C'è chi ne ha esaltato il profilo "cattolico laico", strenuo difensore della Carta Costituzionale immodificabile (fu infatti a capo del Comitato del SI per l'abrogazione della riforma costituzionale del Centro destra del 2006) e chi dall'altra (il centro destra) ha pur con rispetto sottolineato il suo conservatorismo costituzionale.

Scalfaro fu nobilmente conservatore ma riuscì nella parte finale della sua vita a suscitare intorno a sè una vera passione e un movimento politico a difesa della Costituzione.

Io penso che sia necessaria ancora una opera di revisione costituzionale ma è certo da indagare il lato emotivo, psicologico, valoriale che intorno a questo padre della Patria si era davvero aggregato.

Di tutt'altro segno, più intimo ma anche più intenso, la cerimonia funebre in onore di Luciano Cafagna, il grande storico e dirigente politico socialista, studioso, da ultimo, di Cavour, della redazione di Mondo Operaio, ora rinato. Di lui non saprei dire meglio di quanto detto da Galli della Loggia apparso il 7 febbraio 2012 sul Corriere della Sera.

Cafagna fu con Macaluso, Morando, Chiamparino, Tempestini e me fondatore nel 1999 dell'associazione Libertà Eguale. Ricordo tantissimi momenti di appagante conversazione storico-politica con lui. Si è trattato di un funerale laico, una semplice bara con pochi fiori, collocata al centro dell'Aula Magna della Facoltà teologica dell'Università Valdese di Roma. Straordinari, questi Valdesi, che accolgono nella loro comunità i funerali dei non credenti. Il pensiero non può che andare, per opposizione, al Cardinale Camillo Ruini che rifiutò alla bara di Welby, cattolico credente con tutta la sua famiglia, l'accoglienza nella chiesa e anche una semplice benedizione.
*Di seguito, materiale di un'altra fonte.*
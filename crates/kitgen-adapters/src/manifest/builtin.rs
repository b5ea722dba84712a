//! Compiled-in manifests.
//!
//! Bodies live as plain markdown under `content/` in this crate and are
//! embedded with `include_str!`, so the binary needs no data files at runtime.

use tracing::debug;

use kitgen_core::{application::ports::ManifestSource, domain::Manifest, error::KitResult};

/// Name of the ACME Pharmacy Analytics spec kit.
pub const ACME_PHARMACY: &str = "acme-pharmacy-analytics";

/// Entries of the ACME Pharmacy Analytics spec kit, in write order.
const ACME_PHARMACY_ENTRIES: &[(&str, &str)] = &[
    (
        "security_privacy.md",
        include_str!("../../content/acme-pharmacy-analytics/security_privacy.md"),
    ),
    (
        "architecture_overview.md",
        include_str!("../../content/acme-pharmacy-analytics/architecture_overview.md"),
    ),
    (
        "acceptance_tests.md",
        include_str!("../../content/acme-pharmacy-analytics/acceptance_tests.md"),
    ),
    (
        "personas/client_data_analyst.md",
        include_str!("../../content/acme-pharmacy-analytics/personas/client_data_analyst.md"),
    ),
    (
        "personas/client_exec.md",
        include_str!("../../content/acme-pharmacy-analytics/personas/client_exec.md"),
    ),
    (
        "personas/internal_ops_lead.md",
        include_str!("../../content/acme-pharmacy-analytics/personas/internal_ops_lead.md"),
    ),
    (
        "personas/product_manager.md",
        include_str!("../../content/acme-pharmacy-analytics/personas/product_manager.md"),
    ),
    (
        "personas/compliance_analyst.md",
        include_str!("../../content/acme-pharmacy-analytics/personas/compliance_analyst.md"),
    ),
    (
        "user_stories/client_analytics.md",
        include_str!("../../content/acme-pharmacy-analytics/user_stories/client_analytics.md"),
    ),
    (
        "user_stories/exec_overview.md",
        include_str!("../../content/acme-pharmacy-analytics/user_stories/exec_overview.md"),
    ),
    (
        "user_stories/internal_ops.md",
        include_str!("../../content/acme-pharmacy-analytics/user_stories/internal_ops.md"),
    ),
    (
        "user_stories/product_metrics.md",
        include_str!("../../content/acme-pharmacy-analytics/user_stories/product_metrics.md"),
    ),
    (
        "user_stories/insights_alerts.md",
        include_str!("../../content/acme-pharmacy-analytics/user_stories/insights_alerts.md"),
    ),
    (
        "user_stories/ai_chat_agent.md",
        include_str!("../../content/acme-pharmacy-analytics/user_stories/ai_chat_agent.md"),
    ),
    (
        "requirements/functional.md",
        include_str!("../../content/acme-pharmacy-analytics/requirements/functional.md"),
    ),
    (
        "requirements/non_functional.md",
        include_str!("../../content/acme-pharmacy-analytics/requirements/non_functional.md"),
    ),
    (
        "requirements/rbac.md",
        include_str!("../../content/acme-pharmacy-analytics/requirements/rbac.md"),
    ),
    (
        "requirements/auditability.md",
        include_str!("../../content/acme-pharmacy-analytics/requirements/auditability.md"),
    ),
    (
        "requirements/accessibility.md",
        include_str!("../../content/acme-pharmacy-analytics/requirements/accessibility.md"),
    ),
    (
        "requirements/observability.md",
        include_str!("../../content/acme-pharmacy-analytics/requirements/observability.md"),
    ),
];

/// A manifest whose entries are embedded in the binary.
#[derive(Debug, Clone, Copy)]
pub struct BuiltinManifest {
    name: &'static str,
    entries: &'static [(&'static str, &'static str)],
}

impl BuiltinManifest {
    /// The ACME Pharmacy Analytics spec kit: personas, user stories,
    /// requirements and the top-level security, architecture and acceptance
    /// documents.
    pub fn acme_pharmacy() -> Self {
        Self {
            name: ACME_PHARMACY,
            entries: ACME_PHARMACY_ENTRIES,
        }
    }
}

impl ManifestSource for BuiltinManifest {
    fn name(&self) -> &str {
        self.name
    }

    fn load(&self) -> KitResult<Manifest> {
        let manifest = self
            .entries
            .iter()
            .try_fold(Manifest::new(self.name), |m, (path, body)| {
                m.with_entry(path, *body)
            })?;
        debug!(manifest = self.name, entries = manifest.len(), "Built-in manifest loaded");
        Ok(manifest)
    }
}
Luciano Cafagna è vissuto nei ricordi sinceri di chi gli è stato amico: Covatta, Ruffolo, Amato, Macaluso, Pirani; l'hanno chiamato "il migliore di noi" per la sua intelligenza lucida, che "senza passione e senza indignazione ma con partecipazione e ironia ha interpretato la grande e fratricida sfida tra comunisti e socialisti nella storia italiana". Come dimenticare il bellissimo libro Duello a sinistra del 1982?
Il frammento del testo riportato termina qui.